__WHAT THIS TASK INVOLVES__: The data below must be repeated exactly. Leave nothing out.

:: INPUT

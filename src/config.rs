//! Configuration structures and loading logic

use crate::models::ModelId;
use anyhow::{Context, Result};
use serde::{Deserialize, Serialize};
use std::path::PathBuf;

/// Weight precision used when loading the model
#[derive(Debug, Clone, Copy, PartialEq, Eq, Default, Deserialize, Serialize)]
#[serde(rename_all = "lowercase")]
pub enum Precision {
    /// Follow the checkpoint's `torch_dtype` where the device supports it
    #[default]
    Auto,
    Bf16,
    Fp16,
    Fp32,
}

impl std::str::FromStr for Precision {
    type Err = anyhow::Error;

    fn from_str(s: &str) -> Result<Self> {
        match s.to_ascii_lowercase().as_str() {
            "auto" => Ok(Self::Auto),
            "bf16" | "bfloat16" => Ok(Self::Bf16),
            "fp16" | "f16" | "float16" => Ok(Self::Fp16),
            "fp32" | "f32" | "float32" => Ok(Self::Fp32),
            other => anyhow::bail!("Unknown precision '{}'", other),
        }
    }
}

/// Compute device selection
#[derive(Debug, Clone, Copy, PartialEq, Eq, Default, Deserialize, Serialize)]
#[serde(rename_all = "lowercase")]
pub enum DeviceChoice {
    /// CUDA device 0 if available, CPU otherwise
    #[default]
    Auto,
    Cpu,
    Cuda,
}

impl std::str::FromStr for DeviceChoice {
    type Err = anyhow::Error;

    fn from_str(s: &str) -> Result<Self> {
        match s.to_ascii_lowercase().as_str() {
            "auto" => Ok(Self::Auto),
            "cpu" => Ok(Self::Cpu),
            "cuda" | "gpu" => Ok(Self::Cuda),
            other => anyhow::bail!("Unknown device '{}'", other),
        }
    }
}

/// Main worker configuration
#[derive(Debug, Clone, Deserialize, Serialize)]
#[serde(default)]
pub struct WorkerConfig {
    /// Hub model id, `org/name`
    pub model_name: String,
    /// Root of the hub-style cache (the directory holding `models--*`)
    pub cache_root: PathBuf,
    /// Never touch the network; the snapshot must already be on disk
    pub offline: bool,
    pub precision: Precision,
    pub device: DeviceChoice,

    pub default_prompt: String,
    pub default_max_tokens: usize,
    pub default_temperature: f64,
    pub top_p: Option<f64>,
    pub seed: u64,
    /// Prepend the prompt to the generated text
    pub return_full_text: bool,

    /// Port for `serve`
    pub api_port: u16,
    /// Delay between empty job polls
    pub poll_interval_ms: u64,

    #[serde(skip_serializing)]
    pub hf_token: Option<String>,
}

impl Default for WorkerConfig {
    fn default() -> Self {
        Self {
            model_name: default_model_name(),
            cache_root: default_cache_root(),
            offline: true,
            precision: Precision::Auto,
            device: DeviceChoice::Auto,
            default_prompt: default_prompt(),
            default_max_tokens: 256,
            default_temperature: 0.7,
            top_p: None,
            seed: 299792458,
            return_full_text: true,
            api_port: 8000,
            poll_interval_ms: 1000,
            hf_token: None,
        }
    }
}

/// Truthy values accepted by the hub offline flags
fn is_truthy(value: &str) -> bool {
    matches!(
        value.trim().to_ascii_lowercase().as_str(),
        "1" | "true" | "yes" | "on"
    )
}

impl WorkerConfig {
    /// Load configuration from file with environment variable overrides
    pub fn load(path: Option<PathBuf>) -> Result<Self> {
        let mut config = if let Some(path) = path {
            let content = std::fs::read_to_string(&path)
                .with_context(|| format!("Failed to read config file: {:?}", path))?;
            toml::from_str(&content).context("Failed to parse TOML config")?
        } else {
            Self::default()
        };

        config.apply_env()?;
        Ok(config)
    }

    /// Apply environment variable overrides
    pub fn apply_env(&mut self) -> Result<()> {
        if let Ok(model_name) = std::env::var("MODEL_NAME") {
            self.model_name = model_name;
        }
        if let Ok(cache_root) = std::env::var("HF_CACHE_ROOT") {
            self.cache_root = PathBuf::from(cache_root);
        }
        for flag in ["HF_HUB_OFFLINE", "TRANSFORMERS_OFFLINE"] {
            if let Ok(value) = std::env::var(flag) {
                if is_truthy(&value) {
                    self.offline = true;
                } else if flag == "HF_HUB_OFFLINE" {
                    self.offline = false;
                }
            }
        }
        if let Ok(precision) = std::env::var("MODELSTORE_PRECISION") {
            self.precision = precision
                .parse()
                .context("Invalid MODELSTORE_PRECISION value")?;
        }
        if let Ok(device) = std::env::var("MODELSTORE_DEVICE") {
            self.device = device.parse().context("Invalid MODELSTORE_DEVICE value")?;
        }
        if let Ok(port) = std::env::var("MODELSTORE_API_PORT") {
            self.api_port = port.parse().context("Invalid MODELSTORE_API_PORT value")?;
        }
        if let Ok(token) = std::env::var("HF_TOKEN") {
            self.hf_token = Some(token);
        }

        Ok(())
    }

    /// Validate configuration
    pub fn validate(&self) -> Result<()> {
        ModelId::parse(&self.model_name)?;

        if self.default_max_tokens == 0 {
            anyhow::bail!("default_max_tokens must be > 0");
        }
        if !(self.default_temperature.is_finite() && self.default_temperature > 0.0) {
            anyhow::bail!(
                "default_temperature must be a positive number (got {})",
                self.default_temperature
            );
        }
        if let Some(top_p) = self.top_p
            && !(top_p > 0.0 && top_p <= 1.0)
        {
            anyhow::bail!("top_p must be in (0, 1] (got {})", top_p);
        }
        if self.api_port < 1024 {
            anyhow::bail!("API port must be >= 1024 (got {})", self.api_port);
        }

        Ok(())
    }
}

// Default functions
fn default_model_name() -> String {
    "microsoft/Phi-3-mini-4k-instruct".to_string()
}
fn default_cache_root() -> PathBuf {
    PathBuf::from("/runpod-volume/huggingface-cache/hub")
}
fn default_prompt() -> String {
    "Hello from Model Store offline test!".to_string()
}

::::

__RESPONSE TO THE EXERCISE__:
filename src/config.rs
//! Configuration structures and loading logic

use crate::models::ModelId;
use anyhow::{Context, Result};
use serde::{Deserialize, Serialize};
use std::path::PathBuf;

/// Weight precision used when loading the model
#[derive(Debug, Clone, Copy, PartialEq, Eq, Default, Deserialize, Serialize)]
#[serde(rename_all = "lowercase")]
pub enum Precision {
    /// Follow the checkpoint's `torch_dtype` where the device supports it
    #[default]
    Auto,
    Bf16,
    Fp16,
    Fp32,
}

impl std::str::FromStr for Precision {
    type Err = anyhow::Error;

    fn from_str(s: &str) -> Result<Self> {
        match s.to_ascii_lowercase().as_str() {
            "auto" => Ok(Self::Auto),
            "bf16" | "bfloat16" => Ok(Self::Bf16),
            "fp16" | "f16" | "float16" => Ok(Self::Fp16),
            "fp32" | "f32" | "float32" => Ok(Self::Fp32),
            other => anyhow::bail!("Unknown precision '{}'", other),
        }
    }
}

/// Compute device selection
#[derive(Debug, Clone, Copy, PartialEq, Eq, Default, Deserialize, Serialize)]
#[serde(rename_all = "lowercase")]
pub enum DeviceChoice {
    /// CUDA device 0 if available, CPU otherwise
    #[default]
    Auto,
    Cpu,
    Cuda,
}

impl std::str::FromStr for DeviceChoice {
    type Err = anyhow::Error;

    fn from_str(s: &str) -> Result<Self> {
        match s.to_ascii_lowercase().as_str() {
            "auto" => Ok(Self::Auto),
            "cpu" => Ok(Self::Cpu),
            "cuda" | "gpu" => Ok(Self::Cuda),
            other => anyhow::bail!("Unknown device '{}'", other),
        }
    }
}

/// Main worker configuration
#[derive(Debug, Clone, Deserialize, Serialize)]
#[serde(default)]
pub struct WorkerConfig {
    /// Hub model id, `org/name`
    pub model_name: String,
    /// Root of the hub-style cache (the directory holding `models--*`)
    pub cache_root: PathBuf,
    /// Never touch the network; the snapshot must already be on disk
    pub offline: bool,
    pub precision: Precision,
    pub device: DeviceChoice,

    pub default_prompt: String,
    pub default_max_tokens: usize,
    pub default_temperature: f64,
    pub top_p: Option<f64>,
    pub seed: u64,
    /// Prepend the prompt to the generated text
    pub return_full_text: bool,

    /// Port for `serve`
    pub api_port: u16,
    /// Delay between empty job polls
    pub poll_interval_ms: u64,

    #[serde(skip_serializing)]
    pub hf_token: Option<String>,
}

impl Default for WorkerConfig {
    fn default() -> Self {
        Self {
            model_name: default_model_name(),
            cache_root: default_cache_root(),
            offline: true,
            precision: Precision::Auto,
            device: DeviceChoice::Auto,
            default_prompt: default_prompt(),
            default_max_tokens: 256,
            default_temperature: 0.7,
            top_p: None,
            seed: 299792458,
            return_full_text: true,
            api_port: 8000,
            poll_interval_ms: 1000,
            hf_token: None,
        }
    }
}

/// Truthy values accepted by the hub offline flags
fn is_truthy(value: &str) -> bool {
    matches!(
        value.trim().to_ascii_lowercase().as_str(),
        "1" | "true" | "yes" | "on"
    )
}

impl WorkerConfig {
    /// Load configuration from file with environment variable overrides
    pub fn load(path: Option<PathBuf>) -> Result<Self> {
        let mut config = if let Some(path) = path {
            let content = std::fs::read_to_string(&path)
                .with_context(|| format!("Failed to read config file: {:?}", path))?;
            toml::from_str(&content).context("Failed to parse TOML config")?
        } else {
            Self::default()
        };

        config.apply_env()?;
        Ok(config)
    }

    /// Apply environment variable overrides
    pub fn apply_env(&mut self) -> Result<()> {
        if let Ok(model_name) = std::env::var("MODEL_NAME") {
            self.model_name = model_name;
        }
        if let Ok(cache_root) = std::env::var("HF_CACHE_ROOT") {
            self.cache_root = PathBuf::from(cache_root);
        }
        for flag in ["HF_HUB_OFFLINE", "TRANSFORMERS_OFFLINE"] {
            if let Ok(value) = std::env::var(flag) {
                if is_truthy(&value) {
                    self.offline = true;
                } else if flag == "HF_HUB_OFFLINE" {
                    self.offline = false;
                }
            }
        }
        if let Ok(precision) = std::env::var("MODELSTORE_PRECISION") {
            self.precision = precision
                .parse()
                .context("Invalid MODELSTORE_PRECISION value")?;
        }
        if let Ok(device) = std::env::var("MODELSTORE_DEVICE") {
            self.device = device.parse().context("Invalid MODELSTORE_DEVICE value")?;
        }
        if let Ok(port) = std::env::var("MODELSTORE_API_PORT") {
            self.api_port = port.parse().context("Invalid MODELSTORE_API_PORT value")?;
        }
        if let Ok(token) = std::env::var("HF_TOKEN") {
            self.hf_token = Some(token);
        }

        Ok(())
    }

    /// Validate configuration
    pub fn validate(&self) -> Result<()> {
        ModelId::parse(&self.model_name)?;

        if self.default_max_tokens == 0 {
            anyhow::bail!("default_max_tokens must be > 0");
        }
        if !(self.default_temperature.is_finite() && self.default_temperature > 0.0) {
            anyhow::bail!(
                "default_temperature must be a positive number (got {})",
                self.default_temperature
            );
        }
        if let Some(top_p) = self.top_p
            && !(top_p > 0.0 && top_p <= 1.0)
        {
            anyhow::bail!("top_p must be in (0, 1] (got {})", top_p);
        }
        if self.api_port < 1024 {
            anyhow::bail!("API port must be >= 1024 (got {})", self.api_port);
        }

        Ok(())
    }
}

// Default functions
fn default_model_name() -> String {
    "microsoft/Phi-3-mini-4k-instruct".to_string()
}
fn default_cache_root() -> PathBuf {
    PathBuf::from("/runpod-volume/huggingface-cache/hub")
}
fn default_prompt() -> String {
    "Hello from Model Store offline test!".to_string()
}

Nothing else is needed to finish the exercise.